ATATÜRK ve BİR ŞARKI MASALI [Günay Tulun]

atatürk fotoğrafı ile ilgili görsel sonucu


Bilinen tarih boyunca günümüz İstanbul'unun bulunduğu topraklar üzerinde çok sayıda köy, kasaba ve kent kurulmuş. Zamanla hepsi yıkılmış, üzerlerine yenileri kurulmuş, onlar da yıkılmış... Konumu nedeniyle tarihin bilinmeyen dönemlerinde de aynı döngünün yaşanmış olması muhtemel. Hatta böyle bir iddia olsa "Gerçektir!" der, hemen inanırım.

Bu döngü, I. Constantin olarak bildiğimiz Roma İmparatoru Büyük Constantin yani "Gaivs Flavivs Valerivs Avrelivs Constantinvs"un İmparatorluk Roma'sındaki gibi yedi tepe üzerinde inşa ettirdiği Nova Roma'ya dek sürüp gitmiş.
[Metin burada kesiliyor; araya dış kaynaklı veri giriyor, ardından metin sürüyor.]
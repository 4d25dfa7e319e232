//! Directory and environment resolution.
//!
//! Wraps the environment variables the CI runner provides, and the
//! platform data directory from `directories-next`, behind a trait so that
//! tests can inject fixed locations.

use std::ffi::OsString;
use std::path::PathBuf;

/// Runner-provided temporary directory.
pub const RUNNER_TEMP: &str = "RUNNER_TEMP";
/// Runner-provided tool cache root.
pub const RUNNER_TOOL_CACHE: &str = "RUNNER_TOOL_CACHE";
/// File that accumulates environment variable exports for later steps.
pub const GITHUB_ENV: &str = "GITHUB_ENV";
/// File that accumulates search path additions for later steps.
pub const GITHUB_PATH: &str = "GITHUB_PATH";

/// Source of the directories the installer reads from and writes to.
#[cfg_attr(test, mockall::automock)]
pub trait BaseDirs {
    /// The runner's temporary directory, if set and non-empty.
    fn runner_temp(&self) -> Option<PathBuf>;

    /// The runner's tool cache root, if set and non-empty.
    fn runner_tool_cache(&self) -> Option<PathBuf>;

    /// The per-user data directory for this installer.
    fn data_dir(&self) -> Option<PathBuf>;

    /// The file named by `GITHUB_ENV`, if set and non-empty.
    fn github_env_file(&self) -> Option<PathBuf>;

    /// The file named by `GITHUB_PATH`, if set and non-empty.
    fn github_path_file(&self) -> Option<PathBuf>;
}

/// Reads directories from the process environment.
#[derive(Debug, Clone, Copy, Default)]
pub struct SystemBaseDirs;

impl BaseDirs for SystemBaseDirs {
    fn runner_temp(&self) -> Option<PathBuf> {
        env_path(RUNNER_TEMP)
    }

    fn runner_tool_cache(&self) -> Option<PathBuf> {
        env_path(RUNNER_TOOL_CACHE)
    }

    fn data_dir(&self) -> Option<PathBuf> {
        directories_next::ProjectDirs::from("", "", "flutter-installer")
            .map(|dirs| dirs.data_dir().to_path_buf())
    }

    fn github_env_file(&self) -> Option<PathBuf> {
        env_path(GITHUB_ENV)
    }

    fn github_path_file(&self) -> Option<PathBuf> {
        env_path(GITHUB_PATH)
    }
}

fn env_path(name: &str) -> Option<PathBuf> {
    std::env::var_os(name)
        .filter(|value: &OsString| !value.is_empty())
        .map(PathBuf::from)
}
Öncesini tam olarak bilemesek de Nova Roma'dan sonra, İstanbul'un tüm gelişimini biliyoruz. Kent aynı kalmış ama bir zaman sonra adı Constantinvs'un şehri anlamına gelen Constantinopolis'e evrilmiş. Osmanlı da aynı ismi kendi diline çevirerek Konstantiniyye olarak kullanmış. 
Bunu çok sayıda isim izlemiş. Onları ve İstanbul'un kuruluş öykülerini hazırlamakta olduğum İstanbul'la ilgili kitapta anlatmayı planlıyorum. 

İSTANBUL ÜSTÜNE SAÇMALIKLAR
Sizleri bilmem ama İstanbul'a hâlâ Constantinople, Constantinopolis, Kostantiniyye, Kostantinapolis denmesi tüylerimi diken diken ediyor. Buna genelde sosyal medya denen olguda rastlıyorum. Üçüncü harf olan "n"yi devreden çıkartarak telaffuz ettikleri Kostantiniyye'yi daha çok dincilerle Osmanlıcılar, diğerleriniyse çok bilgili görünmeye çalışan zübüktrük aydıncıvıklarla yurt dışında eğitim almış özentili tipler kullanıyor. Bu arada 1989 ila 1993 yılları arasında bu kez iki yanlış harfle adlandırılmış bir gazete bile yayınlandı: "Kostantıniyye Haberleri"...

Constantinopolis ve Konstantiniyye saçmalıklarını, birkaç kez yazdım. Yapanlara özel mesajlar da attım. Yanlış yaptıklarını anlattım. Uyardığım birçok kişiyle tabiri caizse "papaz" bile olduk. Savunmaları, kelimesi kelimesine olmasa da "Bu yüzyılda böyle kafa!" türünden karşı tarafı susturucu ataklardı. 
Oysa akıl erdiremedikleri, parçalanıp bölünmek için hedefe alınmış ülkelerin tüm değerlerinin tahrip edildiğiydi. Önce dil bozulur, eğitim deforme edilir, kentlerin adı başka ulusların taktığı isimlerle anılır, sanayi ve tarım bozularak tamamen dışa bağımlı hâle getirilir, gidişatın iyi olmadığını belirterek uyaranlar “Komplo Teorisyeni” adlandırmasıyla itibarsızlaştırılır, ülkenin kurucu kadroları aşağılanır, parası değersizleştirilip halkın ekonomisi bozulur, bunlara bağlı olarak ahlak çöker, herkes karşısındakini suçlar hâle gelirken o ülkenin dirliği düzeni yok olur, kaos her yere hâkim olur. Gerisi kolaydır. Bir mucize olmazsa o ülke artık 12’den vurulmuştur.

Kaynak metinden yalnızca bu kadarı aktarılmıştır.